A team’s efforts to create a computer simulation of a Milky Way-like galaxy is reported as successful, and helps to solve a recurring problem of galaxy formation.

Over the past twenty years various attempts have been made to recreate our own Galaxy in computer simulations, but have failed due to the complexity of the Milky Way’s composition, including the central bulge of stars, and the surrounding characteristic spiral arms. A new simulation named “Eris”, conducted using NASA’s state-of-the-art Pleiades supercomputer (along with supporting simulations from University of California Santa Cruz, and the Institute For Theoretical Physics, Zurich) has changed that, by modeling characteristics including brightness, stellar content, and the bulge-to-disc ratio.

“Previous efforts to form a massive disc galaxy like the Milky Way have failed because the simulated galaxies ended up with huge central bulges compared to the size of the disc,” says Javiera Guedes, lead author of the paper describing the new simulation, which took nine months to process. “The simulation follows the interactions of more than 60 million particles of dark matter and gas. A lot of physics goes into the code, and this is the highest resolution cosmological simulation ever done this way.”

Dark matter, so called because it is so-far unseen in observations, and thought to comprise at least 80 percent of the matter in the Universe, is the main drive behind the prevailing theory of how structure in the Universe arose. Fluctuations in the dark matter density shortly after the big bang resulted in small clumps being pulled together by gravity. These small clumps then merged into larger and larger clumps with ‘normal’ matter falling into the gravitational wells created by the dark matter, resulting in galaxies sat within dark matter haloes. Given that the dark matter is thought to outnumber the normal matter, this has led to the “cold dark matter theory”, where structure in the Universe is driven by dark matter’s gravitational interactions.

“The simulation shows that the cold dark matter scenario, where dark matter provides the scaffolding for galaxy formation, is able to generate realistic disc-dominated galaxies,” says co-author Piero Madau, also of UCSC.

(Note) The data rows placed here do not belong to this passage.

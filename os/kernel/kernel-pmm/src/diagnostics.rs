//! # Diagnostics
//!
//! Free-list lengths and live user mappings, read while holding the
//! free-list lock so the numbers describe one moment.

use crate::{FreeList, PhysicalMemory};
use core::fmt;
use kernel_info::memory::PAGE_TABLE_LEVELS;
use kernel_memory_addresses::{PhysicalPage, Size4K};
use kernel_vmem::accounting;

/// Snapshot produced by [`PhysicalMemory::page_counts`].
#[derive(Debug, Copy, Clone, Default, PartialEq, Eq)]
pub struct PageCounts {
    /// Frames on the general free list.
    pub free_frames: usize,
    /// Present+user entries still reachable from roots cached on the
    /// page-table free list. Anything but zero means a root was released
    /// with live mappings.
    pub page_table_entries: usize,
}

impl fmt::Display for PageCounts {
    fn fmt(&self, f: &mut fmt::Formatter<'_>) -> fmt::Result {
        write!(
            f,
            "{} free frames, {} live page-table entries",
            self.free_frames, self.page_table_entries
        )
    }
}

impl PhysicalMemory<'_> {
    /// Count free frames and leftover user entries in cached page-table
    /// roots.
    ///
    /// Halts before initialization.
    ///
    /// # Safety
    /// Every root cached on the page-table pool, and every child table its
    /// present+user entries point to, must still hold a well-formed page
    /// table inside the direct map.
    #[must_use]
    pub unsafe fn page_counts(&self) -> PageCounts {
        let direct_map = self.direct_map();
        let lists = self.lists.lock();

        let free_frames = lists.iter(FreeList::General, self.frames).count();
        let page_table_entries = lists
            .iter(FreeList::PageTables, self.frames)
            .map(|index| {
                // SAFETY: guaranteed by the caller; the lock keeps the pool fixed.
                unsafe {
                    accounting::count_user_entries(
                        direct_map,
                        self.page_of(index),
                        PAGE_TABLE_LEVELS,
                    )
                }
            })
            .sum();

        PageCounts {
            free_frames,
            page_table_entries,
        }
    }

    /// Count present+user entries below `root`, `depth` levels deep, with
    /// the free-list lock held.
    ///
    /// Halts before initialization.
    ///
    /// # Safety
    /// `root` and every child table reachable through present+user entries
    /// above the last level must be page tables inside the direct map that
    /// nothing writes to during the walk.
    #[must_use]
    pub unsafe fn count_user_entries(&self, root: PhysicalPage<Size4K>, depth: u8) -> usize {
        let direct_map = self.direct_map();
        let _lists = self.lists.lock();
        // SAFETY: forwarded to the caller.
        unsafe { accounting::count_user_entries(direct_map, root, depth) }
    }

    /// Length of `list`.
    #[must_use]
    pub fn free_count(&self, list: FreeList) -> usize {
        self.lists.lock().iter(list, self.frames).count()
    }
}

#[cfg(test)]
mod tests {
    use super::*;

    #[test]
    fn display() {
        let counts = PageCounts {
            free_frames: 12,
            page_table_entries: 0,
        };
        assert_eq!(counts.to_string(), "12 free frames, 0 live page-table entries");
    }
}
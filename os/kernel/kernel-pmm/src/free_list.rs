//! # Free Lists
//!
//! Two intrusive singly linked lists threaded through the `next_free` link of
//! each [`FrameDescriptor`]. Only the heads live here; every link is stored
//! in the frame table itself, so pushing and popping never allocate.
//!
//! ```text
//! heads[General]    ─► 3 ─► 0 ─► 1 ─► SENTINEL
//! heads[PageTables] ─► 5 ─► SENTINEL
//! ```
//!
//! [`FreeLists`] is always kept behind the free-list lock. Holding
//! `&mut FreeLists` is the proof that the links may be touched.

use crate::frame_table::{FrameDescriptor, SENTINEL};
use core::fmt;

/// Which pool a frame is taken from or returned to.
#[derive(Debug, Copy, Clone, PartialEq, Eq, Hash)]
pub enum FreeList {
    /// Ordinary pages. Refcount drops to zero land here.
    General,
    /// Frames recycled from released page-table roots.
    PageTables,
}

impl FreeList {
    pub const ALL: [Self; 2] = [Self::General, Self::PageTables];

    #[inline]
    const fn slot(self) -> usize {
        match self {
            Self::General => 0,
            Self::PageTables => 1,
        }
    }
}

impl fmt::Display for FreeList {
    fn fmt(&self, f: &mut fmt::Formatter<'_>) -> fmt::Result {
        f.write_str(match self {
            Self::General => "general",
            Self::PageTables => "page-table",
        })
    }
}

/// Heads of both free lists.
pub(crate) struct FreeLists {
    heads: [u32; 2],
}

impl FreeLists {
    pub(crate) const fn empty() -> Self {
        Self {
            heads: [SENTINEL; 2],
        }
    }

    /// Unlink and return the head of `list`.
    pub(crate) fn pop(&mut self, list: FreeList, frames: &[FrameDescriptor]) -> Option<u32> {
        let head = self.heads[list.slot()];
        if head == SENTINEL {
            return None;
        }
        let descriptor = &frames[head as usize];
        self.heads[list.slot()] = descriptor.next_free();
        descriptor.set_next_free(SENTINEL);
        Some(head)
    }

    /// Link `index` in as the new head of `list`.
    pub(crate) fn push(&mut self, list: FreeList, frames: &[FrameDescriptor], index: u32) {
        frames[index as usize].set_next_free(self.heads[list.slot()]);
        self.heads[list.slot()] = index;
    }

    /// Indices on `list`, head first.
    pub(crate) fn iter<'f>(&self, list: FreeList, frames: &'f [FrameDescriptor]) -> Iter<'f> {
        Iter {
            frames,
            next: self.heads[list.slot()],
        }
    }
}

impl fmt::Debug for FreeLists {
    fn fmt(&self, f: &mut fmt::Formatter<'_>) -> fmt::Result {
        let head = |list: FreeList| {
            let h = self.heads[list.slot()];
            (h != SENTINEL).then_some(h)
        };
        f.debug_struct("FreeLists")
            .field("general", &head(FreeList::General))
            .field("page_tables", &head(FreeList::PageTables))
            .finish()
    }
}

/// Walks one free list.
pub(crate) struct Iter<'f> {
    frames: &'f [FrameDescriptor],
    next: u32,
}

impl Iterator for Iter<'_> {
    type Item = u32;

    fn next(&mut self) -> Option<u32> {
        if self.next == SENTINEL {
            return None;
        }
        let current = self.next;
        self.next = self.frames[current as usize].next_free();
        Some(current)
    }
}

#[cfg(test)]
mod tests {
    use super::*;

    fn table(n: usize) -> Vec<FrameDescriptor> {
        (0..n).map(|_| FrameDescriptor::free()).collect()
    }

    #[test]
    fn pop_on_empty_list() {
        let frames = table(2);
        let mut lists = FreeLists::empty();
        assert_eq!(lists.iter(FreeList::General, &frames).count(), 0);
        assert_eq!(lists.pop(FreeList::General, &frames), None);
    }

    #[test]
    fn push_then_pop_is_lifo() {
        let frames = table(4);
        let mut lists = FreeLists::empty();
        for i in [0, 2, 3] {
            lists.push(FreeList::General, &frames, i);
        }
        assert_eq!(lists.iter(FreeList::General, &frames).collect::<Vec<_>>(), [3, 2, 0]);
        assert_eq!(lists.pop(FreeList::General, &frames), Some(3));
        assert_eq!(lists.pop(FreeList::General, &frames), Some(2));
        assert_eq!(lists.pop(FreeList::General, &frames), Some(0));
        assert_eq!(lists.pop(FreeList::General, &frames), None);
    }

    #[test]
    fn popped_frame_is_unlinked() {
        let frames = table(2);
        let mut lists = FreeLists::empty();
        lists.push(FreeList::General, &frames, 0);
        lists.push(FreeList::General, &frames, 1);
        assert_eq!(lists.pop(FreeList::General, &frames), Some(1));
        assert_eq!(frames[1].next_free(), SENTINEL);
    }

    #[test]
    fn lists_are_independent() {
        let frames = table(3);
        let mut lists = FreeLists::empty();
        lists.push(FreeList::General, &frames, 0);
        lists.push(FreeList::PageTables, &frames, 1);
        lists.push(FreeList::PageTables, &frames, 2);
        assert_eq!(lists.iter(FreeList::General, &frames).count(), 1);
        assert_eq!(lists.iter(FreeList::PageTables, &frames).collect::<Vec<_>>(), [2, 1]);
        assert_eq!(
            format!("{lists:?}"),
            "FreeLists { general: Some(0), page_tables: Some(2) }"
        );
    }

    #[test]
    fn display_names() {
        assert_eq!(FreeList::General.to_string(), "general");
        assert_eq!(FreeList::PageTables.to_string(), "page-table");
    }
}
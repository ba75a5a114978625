//! # Virtual Memory Support
//!
//! x86-64 paging structures as seen by the physical memory manager.
//!
//! ## What you get
//! - [`PageEntryBits`]: the raw 64-bit entry layout shared by all four levels.
//! - [`PageTable`]: a 4 KiB-aligned table of 512 entries.
//! - [`PhysMapper`]: the seam through which page-table code reaches physical
//!   frames (direct map in the kernel, plain buffers in tests).
//! - [`accounting`]: counting the live user mappings below a root.
//!
//! ## x86-64 Virtual Address → Physical Address Walk
//!
//! ```text
//! | 47‒39 | 38‒30 | 29‒21 | 20‒12 | 11‒0   |
//! |  PML4 |  PDPT |   PD  |   PT  | Offset |
//! ```
//!
//! Each level holds 512 entries. A PDPTE or PDE with `PS=1` is a leaf that
//! maps a 1 GiB or 2 MiB page directly; a PTE is always a leaf.

#![cfg_attr(not(any(test, doctest)), no_std)]
#![allow(unsafe_code)]

pub mod accounting;
mod page_entry_bits;
mod page_table;

use core::ptr::NonNull;
use kernel_memory_addresses::PhysicalAddress;

pub use crate::page_entry_bits::PageEntryBits;
pub use crate::page_table::PageTable;

/// Re-export constants as info module.
pub use kernel_info::memory as info;

/// Converts physical addresses into pointers usable in the current address
/// space.
///
/// In the kernel this is a fixed-offset direct map. Computing the pointer is
/// plain arithmetic and safe; dereferencing it is not.
pub trait PhysMapper {
    /// Pointer through which the bytes at `pa` can be reached.
    fn phys_to_ptr<T>(&self, pa: PhysicalAddress) -> NonNull<T>;

    /// Borrow the `T` stored at `pa`.
    ///
    /// # Safety
    /// - `pa` must hold a valid, suitably aligned `T`.
    /// - Nothing may write to it for `'a`.
    #[inline]
    unsafe fn phys_to_ref<'a, T>(&self, pa: PhysicalAddress) -> &'a T {
        unsafe { self.phys_to_ptr::<T>(pa).as_ref() }
    }

    /// Mutably borrow the `T` stored at `pa`.
    ///
    /// # Safety
    /// - `pa` must hold a valid, suitably aligned `T`.
    /// - No other reference to it may exist for `'a`.
    #[inline]
    unsafe fn phys_to_mut<'a, T>(&self, pa: PhysicalAddress) -> &'a mut T {
        unsafe { self.phys_to_ptr::<T>(pa).as_mut() }
    }
}
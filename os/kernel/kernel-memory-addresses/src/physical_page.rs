use crate::{FrameNumber, MemoryAddressOffset, PageSize, PhysicalAddress};
use core::fmt;
use core::marker::PhantomData;

/// Physical memory page base for size `S`.
///
/// A `PhysicalPage<S>` represents the **page-aligned base** of a physical page
/// of size `S` (`S::SIZE` bytes). For `S = Size4K` this identifies one frame.
///
/// ### Invariants
/// - The low `S::SHIFT` bits of the base are always zero (page aligned).
///
/// ### Examples
/// ```rust
/// # use kernel_memory_addresses::*;
/// let pa = PhysicalAddress::new(0x0000_0008_1234_5678);
/// let pp = pa.page::<Size4K>();
/// assert_eq!(pp.base().as_u64(), 0x0000_0008_1234_5000);
/// assert_eq!(pp.join(pa.offset::<Size4K>()), pa);
/// ```
#[repr(transparent)]
#[derive(Copy, Clone, Eq, PartialEq, Ord, PartialOrd, Hash)]
pub struct PhysicalPage<S: PageSize> {
    value: u64,
    _phantom: PhantomData<S>,
}

impl<S: PageSize> PhysicalPage<S> {
    /// The page containing `p` (aligns down).
    #[inline]
    #[must_use]
    pub const fn from_addr(p: PhysicalAddress) -> Self {
        Self {
            value: p.as_u64() & !(S::SIZE - 1),
            _phantom: PhantomData,
        }
    }

    /// The page whose base is `frame << S::SHIFT`.
    #[inline]
    #[must_use]
    pub const fn from_frame_number(frame: FrameNumber) -> Self {
        Self {
            value: frame.as_u64() << S::SHIFT,
            _phantom: PhantomData,
        }
    }

    #[inline]
    #[must_use]
    pub const fn base(self) -> PhysicalAddress {
        PhysicalAddress::new(self.value)
    }

    #[inline]
    #[must_use]
    pub const fn frame_number(self) -> FrameNumber {
        FrameNumber::new(self.value >> S::SHIFT)
    }

    #[inline]
    #[must_use]
    pub const fn join(self, off: MemoryAddressOffset<S>) -> PhysicalAddress {
        PhysicalAddress::new(self.value + off.as_u64())
    }
}

impl<S: PageSize> fmt::Display for PhysicalPage<S> {
    fn fmt(&self, f: &mut fmt::Formatter<'_>) -> fmt::Result {
        write!(f, "0x{:016X}/{}", self.value, S::as_str())
    }
}

impl<S: PageSize> fmt::Debug for PhysicalPage<S> {
    fn fmt(&self, f: &mut fmt::Formatter<'_>) -> fmt::Result {
        write!(f, "PhysicalPage<{}>({:#018X})", S::as_str(), self.value)
    }
}
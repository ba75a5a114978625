use core::{
    cell::UnsafeCell,
    fmt,
    hint::spin_loop,
    ops::{Deref, DerefMut},
    sync::atomic::{AtomicBool, Ordering},
};

/// A busy-waiting mutual-exclusion lock.
///
/// Critical sections must be short and must not block: there is no
/// scheduler integration and interrupts are left untouched.
pub struct SpinLock<T> {
    /// lock state
    /// * `false`: unlocked
    /// * `true`: locked
    locked: AtomicBool,
    inner: UnsafeCell<T>,
}

// Safety: mutual exclusion; only T: Send may cross threads.
unsafe impl<T: Send> Sync for SpinLock<T> {}
unsafe impl<T: Send> Send for SpinLock<T> {}

impl<T> SpinLock<T> {
    pub const fn new(inner: T) -> Self {
        Self {
            locked: AtomicBool::new(false),
            inner: UnsafeCell::new(inner),
        }
    }

    #[inline]
    fn try_acquire(&self) -> bool {
        self.locked
            .compare_exchange(false, true, Ordering::Acquire, Ordering::Relaxed)
            .is_ok()
    }

    /// Try once; returns immediately.
    #[inline]
    pub fn try_lock(&self) -> Option<SpinLockGuard<'_, T>> {
        self.try_acquire().then_some(SpinLockGuard { lock: self })
    }

    /// Spin until acquired (TATAS), then return a guard.
    #[inline]
    pub fn lock(&self) -> SpinLockGuard<'_, T> {
        while !self.try_acquire() {
            // Spin on a plain load until the holder releases.
            while self.locked.load(Ordering::Relaxed) {
                spin_loop();
            }
        }
        SpinLockGuard { lock: self }
    }

    /// Closure convenience, built on the guard.
    #[inline]
    pub fn with_lock<R>(&self, f: impl FnOnce(&mut T) -> R) -> R {
        let mut g = self.lock();
        f(&mut g)
    }

    /// Whether some context currently holds the lock.
    ///
    /// Only a snapshot; useful for debug assertions.
    #[inline]
    pub fn is_locked(&self) -> bool {
        self.locked.load(Ordering::Relaxed)
    }

    /// Mutable access when you have `&mut self` (no contention possible).
    #[inline]
    pub const fn get_mut(&mut self) -> &mut T {
        self.inner.get_mut()
    }

    #[inline]
    pub fn into_inner(self) -> T {
        self.inner.into_inner()
    }
}

impl<T: Default> Default for SpinLock<T> {
    fn default() -> Self {
        Self::new(T::default())
    }
}

impl<T> fmt::Debug for SpinLock<T> {
    fn fmt(&self, f: &mut fmt::Formatter<'_>) -> fmt::Result {
        f.debug_struct("SpinLock")
            .field("locked", &self.is_locked())
            .finish_non_exhaustive()
    }
}

pub struct SpinLockGuard<'a, T> {
    lock: &'a SpinLock<T>,
}

impl<T> Deref for SpinLockGuard<'_, T> {
    type Target = T;
    fn deref(&self) -> &T {
        // SAFETY: the guard proves exclusive ownership of the lock.
        unsafe { &*self.lock.inner.get() }
    }
}

impl<T> DerefMut for SpinLockGuard<'_, T> {
    fn deref_mut(&mut self) -> &mut T {
        // SAFETY: the guard proves exclusive ownership of the lock.
        unsafe { &mut *self.lock.inner.get() }
    }
}

impl<T> Drop for SpinLockGuard<'_, T> {
    fn drop(&mut self) {
        // Release publishes the critical section.
        self.lock.locked.store(false, Ordering::Release);
    }
}
//! # Reference Counting
//!
//! Per-frame counts are plain atomics and never take the free-list lock,
//! except on the transition to zero, where the frame goes back to a list.
//!
//! Owners take one reference per mapping they install and drop one per
//! mapping they remove. There is no reverse tracking of who holds what.

use crate::error::{InvariantViolation, fatal};
use crate::{FreeList, PhysicalMemory};
use core::sync::atomic::{Ordering, fence};
use kernel_memory_addresses::PhysicalAddress;

impl PhysicalMemory<'_> {
    /// Take a reference and return the new count, without checking it.
    #[must_use]
    pub fn increment_and_get(&self, pa: PhysicalAddress) -> i32 {
        self.descriptor(self.index_of(pa)).increment()
    }

    /// Take a reference on the frame containing `pa`.
    ///
    /// Halts if the count is not positive afterwards.
    pub fn increment(&self, pa: PhysicalAddress) {
        let index = self.index_of(pa);
        let count = self.descriptor(index).increment();
        if count <= 0 {
            fatal(InvariantViolation::RefCountNotPositive {
                index,
                page: self.page_of(index),
                count,
            });
        }
    }

    /// Drop a reference on the frame containing `pa`.
    ///
    /// Returns `true` if this was the last one; the frame is then back on
    /// the general free list. Halts if the count drops below zero.
    #[must_use]
    pub fn decrement(&self, pa: PhysicalAddress) -> bool {
        let (index, last) = self.drop_ref(pa);
        if last {
            self.free(FreeList::General, index);
        }
        last
    }

    /// Current count of the frame containing `pa`.
    #[must_use]
    pub fn ref_count(&self, pa: PhysicalAddress) -> i32 {
        self.descriptor(self.index_of(pa)).count()
    }

    /// Decrement without returning the frame anywhere.
    ///
    /// Returns the frame-table index and whether the count reached zero.
    pub(crate) fn drop_ref(&self, pa: PhysicalAddress) -> (u32, bool) {
        let index = self.index_of(pa);
        let count = self.descriptor(index).decrement();
        if count < 0 {
            fatal(InvariantViolation::RefCountUnderflow {
                index,
                page: self.page_of(index),
                count,
            });
        }
        if count == 0 {
            // Pairs with the Release decrements of earlier owners: their
            // writes to the frame are visible before it is handed out again.
            fence(Ordering::Acquire);
            return (index, true);
        }
        (index, false)
    }
}

#[cfg(test)]
mod tests {
    use crate::{FrameDescriptor, PhysicalMemory};
    use kernel_memory_addresses::{FrameNumber, PhysicalAddress};

    #[test]
    fn counts_without_direct_map() {
        let table = [FrameDescriptor::free(), FrameDescriptor::free()];
        let pmm = PhysicalMemory::new(&table, FrameNumber::new(1));
        let pa = PhysicalAddress::new(0x2000);

        assert_eq!(pmm.increment_and_get(pa), 1);
        pmm.increment(pa);
        assert_eq!(pmm.ref_count(pa), 2);
        assert_eq!(pmm.drop_ref(pa), (1, false));
        assert_eq!(pmm.drop_ref(pa), (1, true));
        assert_eq!(pmm.ref_count(PhysicalAddress::new(0x1000)), 0);
    }

    #[test]
    #[should_panic(expected = "refcount underflow: frame 0")]
    fn drop_below_zero_is_fatal() {
        let table = [FrameDescriptor::free()];
        let pmm = PhysicalMemory::new(&table, FrameNumber::new(0));
        let _ = pmm.drop_ref(PhysicalAddress::zero());
    }
}
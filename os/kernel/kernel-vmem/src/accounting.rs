//! # Page-Table Accounting
//!
//! Counts the live user mappings below a page-table root.
//!
//! Every entry with both `present` and `user_access` set counts as one. At
//! levels above the last, such an entry is also a pointer to a child table,
//! whose count is added. Depth `n` means the table at hand is `n` levels
//! above the pages; at depth 0 there is no table left to read, so the
//! address bits of the last level's entries are never followed.
//!
//! ```text
//! depth 4: PML4   ─┐ +1 per present+user entry
//! depth 3: PDPT    ├─ recurse into children (unless PS=1)
//! depth 2: PD      │
//! depth 1: PT     ─┘ +1 per present+user entry, no recursion
//! ```
//!
//! A `large_page` entry above the last level maps a 2 MiB / 1 GiB page
//! directly. It is counted like any other leaf, but not followed.

use crate::{PageTable, PhysMapper};
use kernel_memory_addresses::{PhysicalPage, Size4K};

/// Count present+user entries in the tree rooted at `root`, `depth` levels deep.
///
/// Takes no lock. Callers that need a consistent snapshot must keep the tree
/// from changing for the duration of the walk.
///
/// # Safety
/// - `root`, and every child reachable through present+user entries above
///   the last level, must be a frame holding a page table that `mapper` can
///   reach.
/// - No other context may write to those tables during the walk.
#[must_use]
pub unsafe fn count_user_entries<M: PhysMapper>(
    mapper: &M,
    root: PhysicalPage<Size4K>,
    depth: u8,
) -> usize {
    if depth == 0 {
        return 0;
    }

    // SAFETY: guaranteed by the caller.
    let table: &PageTable = unsafe { mapper.phys_to_ref(root.base()) };

    let mut count = 0;
    for entry in table.iter().filter(crate::PageEntryBits::is_present_user) {
        count += 1;
        if entry.large_page() && depth > 1 {
            log::trace!("not descending into large page at {}", entry.address());
            continue;
        }
        // SAFETY: non-leaf present entries point at child tables (caller contract).
        count += unsafe { count_user_entries(mapper, entry.frame(), depth - 1) };
    }
    count
}

#[cfg(test)]
mod tests {
    use super::*;
    use crate::PageEntryBits;
    use kernel_memory_addresses::PhysicalAddress;
    use std::cell::UnsafeCell;
    use std::ptr::NonNull;

    /// Tables indexed by frame number; physical address = index * 4096.
    struct Tables(Vec<UnsafeCell<PageTable>>);

    impl Tables {
        fn new(n: usize) -> Self {
            Self((0..n).map(|_| UnsafeCell::new(PageTable::zeroed())).collect())
        }

        fn set(&self, table: u64, index: usize, entry: PageEntryBits) {
            // SAFETY: single-threaded test, no outstanding borrows.
            unsafe { (*self.0[table as usize].get()).set_entry(index, entry) }
        }
    }

    impl PhysMapper for Tables {
        fn phys_to_ptr<T>(&self, pa: PhysicalAddress) -> NonNull<T> {
            NonNull::new(self.0[(pa.as_u64() >> 12) as usize].get().cast()).unwrap()
        }
    }

    fn page(frame: u64) -> PhysicalPage<Size4K> {
        PhysicalPage::from_addr(PhysicalAddress::new(frame << 12))
    }

    fn user_to(frame: u64) -> PageEntryBits {
        PageEntryBits::user_rw().with_address(PhysicalAddress::new(frame << 12))
    }

    #[test]
    fn depth_zero_reads_nothing() {
        let t = Tables::new(1);
        t.set(0, 0, user_to(0));
        assert_eq!(unsafe { count_user_entries(&t, page(0), 0) }, 0);
    }

    #[test]
    fn leaf_level_does_not_follow_addresses() {
        let t = Tables::new(2);
        // Leaf entries point at frame 1, which would add more if followed.
        for i in 0..5 {
            t.set(0, i, user_to(1));
        }
        t.set(1, 0, user_to(1));
        t.set(0, 9, PageEntryBits::kernel_rw_global().with_address(PhysicalAddress::new(0x1000)));
        assert_eq!(unsafe { count_user_entries(&t, page(0), 1) }, 5);
    }

    #[test]
    fn child_tables_are_added() {
        let t = Tables::new(3);
        t.set(0, 0, user_to(1));
        t.set(0, 1, user_to(2));
        t.set(0, 2, user_to(2));
        for i in 0..4 {
            t.set(1, i, user_to(2));
        }
        // Frame 2 is empty, so the three pointers to it add nothing.
        assert_eq!(unsafe { count_user_entries(&t, page(0), 2) }, 3 + 4);
    }

    #[test]
    fn large_pages_are_counted_but_not_followed() {
        let t = Tables::new(2);
        t.set(0, 0, user_to(1).with_large_page(true));
        t.set(1, 0, user_to(1));
        assert_eq!(unsafe { count_user_entries(&t, page(0), 3) }, 1);
    }

    #[test]
    fn four_level_chain() {
        let t = Tables::new(4);
        t.set(0, 0, user_to(1));
        t.set(1, 0, user_to(2));
        t.set(2, 0, user_to(3));
        t.set(3, 0, user_to(0));
        t.set(3, 1, user_to(0));
        assert_eq!(unsafe { count_user_entries(&t, page(0), 4) }, 1 + 1 + 1 + 2);
    }
}
use crate::{MemoryAddressOffset, PageSize, PhysicalPage};
use core::fmt;
use core::ops::{Add, AddAssign};

/// Physical memory address.
///
/// Denotes a **physical** address (host RAM / MMIO). Keeping it distinct from
/// [`VirtualAddress`](crate::VirtualAddress) prevents accidental VA↔PA mix-ups.
///
/// ### Semantics
/// - Use [`PhysicalAddress::page`] / [`PhysicalAddress::offset`] /
///   [`PhysicalAddress::split`] to derive the page base and in-page offset for
///   a concrete [`PageSize`].
/// - Combine a [`PhysicalPage<S>`] with a [`MemoryAddressOffset<S>`] using
///   [`PhysicalPage::join`] to reconstruct the original address.
///
/// ### Examples
/// ```rust
/// # use kernel_memory_addresses::*;
/// let pa = PhysicalAddress::new(0x0000_0010_2000_0042);
/// let (pp, off) = pa.split::<Size4K>();
/// assert_eq!(pp.base().as_u64() & (Size4K::SIZE - 1), 0);
/// assert_eq!(pp.join(off).as_u64(), pa.as_u64());
/// ```
#[repr(transparent)]
#[derive(Copy, Clone, Default, Eq, PartialEq, Ord, PartialOrd, Hash)]
pub struct PhysicalAddress(u64);

impl PhysicalAddress {
    #[inline]
    #[must_use]
    pub const fn zero() -> Self {
        Self::new(0)
    }

    #[inline]
    #[must_use]
    pub const fn new(v: u64) -> Self {
        Self(v)
    }

    #[inline]
    #[must_use]
    pub const fn as_u64(self) -> u64 {
        self.0
    }

    /// The page of size `S` that contains this address.
    #[inline]
    #[must_use]
    pub const fn page<S: PageSize>(self) -> PhysicalPage<S> {
        PhysicalPage::from_addr(self)
    }

    /// The offset of this address within its page of size `S`.
    #[inline]
    #[must_use]
    pub const fn offset<S: PageSize>(self) -> MemoryAddressOffset<S> {
        MemoryAddressOffset::new(self.0 & (S::SIZE - 1))
    }

    #[inline]
    #[must_use]
    pub const fn split<S: PageSize>(self) -> (PhysicalPage<S>, MemoryAddressOffset<S>) {
        (self.page::<S>(), self.offset::<S>())
    }

    /// Align down to page boundary `S`.
    #[inline]
    #[must_use]
    pub const fn align_down<S: PageSize>(self) -> Self {
        Self(self.0 & !(S::SIZE - 1))
    }

    #[inline]
    #[must_use]
    pub const fn is_aligned<S: PageSize>(self) -> bool {
        self.0 & (S::SIZE - 1) == 0
    }
}

impl fmt::Debug for PhysicalAddress {
    fn fmt(&self, f: &mut fmt::Formatter<'_>) -> fmt::Result {
        write!(f, "PA(0x{:016X})", self.as_u64())
    }
}

impl fmt::Display for PhysicalAddress {
    fn fmt(&self, f: &mut fmt::Formatter<'_>) -> fmt::Result {
        write!(f, "0x{:016X}", self.as_u64())
    }
}

impl From<u64> for PhysicalAddress {
    #[inline]
    fn from(v: u64) -> Self {
        Self::new(v)
    }
}

impl From<PhysicalAddress> for u64 {
    #[inline]
    fn from(pa: PhysicalAddress) -> Self {
        pa.as_u64()
    }
}

impl<S: PageSize> From<PhysicalPage<S>> for PhysicalAddress {
    #[inline]
    fn from(value: PhysicalPage<S>) -> Self {
        value.base()
    }
}

impl Add<u64> for PhysicalAddress {
    type Output = Self;
    #[inline]
    fn add(self, rhs: u64) -> Self::Output {
        Self(self.0 + rhs)
    }
}

impl AddAssign<u64> for PhysicalAddress {
    #[inline]
    fn add_assign(&mut self, rhs: u64) {
        self.0 += rhs;
    }
}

Along with the high density regions distributing star formations more accurately, the simulations also better reflect the behaviour of supernovae. In the high density regions, the exploding supernovae energy blows gas out of the galaxy, where it would otherwise accumulate and add to the central bulge. “Clustered star formation and energy injection from supernovae are making the difference in this simulation,” says Madau.

The team’s paper has been accepted for publication in The Astrophysical Journal.